A recent paper by Nathan Swen, of the McCombs School of Business, University of Texas, compares the “timing of information acquisition” by hedge funds and mutual funds, focusing especially on the release of broker-dealer analyst reports.
I won’t follow Swen’s argument, which you can study for yourself here. I will instead just use his interest as a way of catalyzing my own thoughts on an underlying subject. Specifically: do broker/dealer analysts move markets and, if so, how much? And precisely how?
Did the price of XYZ stock really fall yesterday because an analysts for, say, Morgan Stanley issued a downgrade? Consider that after the market has closed on Tuesday, the wire services ran a story headlined, “Morgan Stanley downgrades XYZ.” And the price dropped on Wednesday morning. It is common enough to hear the story then cited as the cause of the drop.
Is a Brand Name Moving the Market
But one line of thought would indicate that the words “Morgan Stanley downgrades XYZ” can’t tell Mr. Market anything he doesn’t already know. So on some abstract level those words ‘shouldn’t’ move the market. The report itself is likely a compilation of publicly available data, after all. Joe Smith has worked his way through a lot of SEC filings and research specific to XYZ’s market or markets and has added the benefit of his own biases or inferences. Everything there except Smith’s biases, and inferences that may be affected by them, is already known to the market.

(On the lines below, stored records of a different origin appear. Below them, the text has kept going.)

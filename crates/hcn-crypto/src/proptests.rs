//! Property-based tests for hcn-crypto.

#[cfg(test)]
mod tests {
    use proptest::prelude::*;

    use crate::account::Account;
    use crate::signer::{recover_account, verify_signature, KeySigner};

    fn key_hex(seed: [u8; 32]) -> String {
        format!("0x{}", hex::encode(seed))
    }

    proptest! {
        #![proptest_config(ProptestConfig::with_cases(32))]

        // Any key accepted by load signs deterministically and the signature
        // recovers to the key's own account.
        #[test]
        fn test_sign_verify_round_trip(
            seed in any::<[u8; 32]>(),
            message in prop::collection::vec(any::<u8>(), 0..256)
        ) {
            let Ok(signer) = KeySigner::load(&key_hex(seed)) else {
                // zero or >= curve order
                return Ok(());
            };
            let sig1 = signer.sign(&message).unwrap();
            let sig2 = signer.sign(&message).unwrap();
            prop_assert_eq!(sig1, sig2);
            prop_assert!(verify_signature(&message, &sig1, &signer.account()).is_ok());
        }

        // Flipping any bit of the message changes the recovered account.
        #[test]
        fn test_mutated_message_fails(
            message in prop::collection::vec(any::<u8>(), 1..128),
            index in any::<prop::sample::Index>(),
            flip in 1u8..=255
        ) {
            let signer = KeySigner::load(
                "0x4c0883a69102937d6231471b5dbb6204fe5129617082792ae468d01a3f362318",
            ).unwrap();
            let sig = signer.sign(&message).unwrap();

            let mut tampered = message.clone();
            let i = index.index(tampered.len());
            tampered[i] ^= flip;

            prop_assert!(verify_signature(&tampered, &sig, &signer.account()).is_err());
        }

        // Keys without the 0x prefix are always refused.
        #[test]
        fn test_unprefixed_keys_rejected(seed in any::<[u8; 32]>()) {
            prop_assert!(KeySigner::load(&hex::encode(seed)).is_err());
        }

        // Address parsing accepts any casing of the checksum rendering.
        #[test]
        fn test_account_display_parse_round_trip(bytes in any::<[u8; 20]>()) {
            let account = Account::from_bytes(bytes);
            let parsed: Account = account.to_checksum().parse().unwrap();
            prop_assert_eq!(parsed, account);
            let lower: Account = account.to_lower_hex().parse().unwrap();
            prop_assert_eq!(lower, account);
        }

        // Recovery never panics on arbitrary 65-byte input.
        #[test]
        fn test_recover_arbitrary_bytes(bytes in prop::collection::vec(any::<u8>(), 65)) {
            let sig = crate::signer::Signature::from_slice(&bytes).unwrap();
            let _ = recover_account(b"message", &sig);
        }
    }
}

If Joe Smith himself isn’t moving the market, perhaps it is his attachment to the words “Morgan Stanley” that is doing so. But is that rational?
Suppose we are confronted with solid statistical evidence that the words “Morgan Stanley downgrades” on a wire service do generally precede a fall in price, and that “Morgan Stanley upgrades” generally precedes a rise in price. It still does not follow that Joe Smith, with or without the help of the brand name, is moving the market. For what this establishes is a combination of correlation with temporal priority, which when combined are known as Granger causation. Granger causation is still far from ordinary common-sense, I-never-heard-of-David-Hume causation.
What we mean when we speak ordinary unphilosophical English and say that A caused B is that B happened because of A: B was plucked out of the realm of the merely possible and brought into the world of the actual by A. Correlation (even if temporary priority is added) surely doesn’t get us to that.
After all, since we’re assuming in our thought experiment that Morgan Stanley’s analyst worked from publicly available information, we can further hypothesize that a lot of traders and in-house buy-side managers reached the same conclusion at the same time that Joe Smith did. This in itself might be enough to explain why “Morgan Stanley downgrades” regularly precedes a stock price fall.
The Causal Nexus
Yet if it is simply a matter of everybody reaching the same conclusion at more-or-less the same time from the same data, then the stock price fall would have happened even if Joe Smith had had nothing to say, or even if he had through some analytical failure reached the contrary conclusion.
Now I should bring Swem (who has worked at Longbow Capital Partners and Goldman Sachs) back into our discussion, at least in gratitude for having kicked it off. Swem finds as a statistical matter that hedge funds anticipate B/D analyst upgrades in the coming quarter, and that they defy such upgrades in the following quarter.
That finding might still leave us in some uncertainty as to the causal nexus. On the one hand it might indicate that the hedge funds saw the same data as did Smith, but saw it first or at least acted upon it before he made his analysis public. But on the other it might also suggest that the hedge funds take Joe Smith’s more public upgrading as a signal that they should sell, because now the retail investors will be doing the buying, and it’s time to get off that train. Or on the third hand we might suppose, as Swem also says, that the B/D analysts get their information from the hedge funds, who strategically disclose it to them precisely for this reason – to sell into its publication.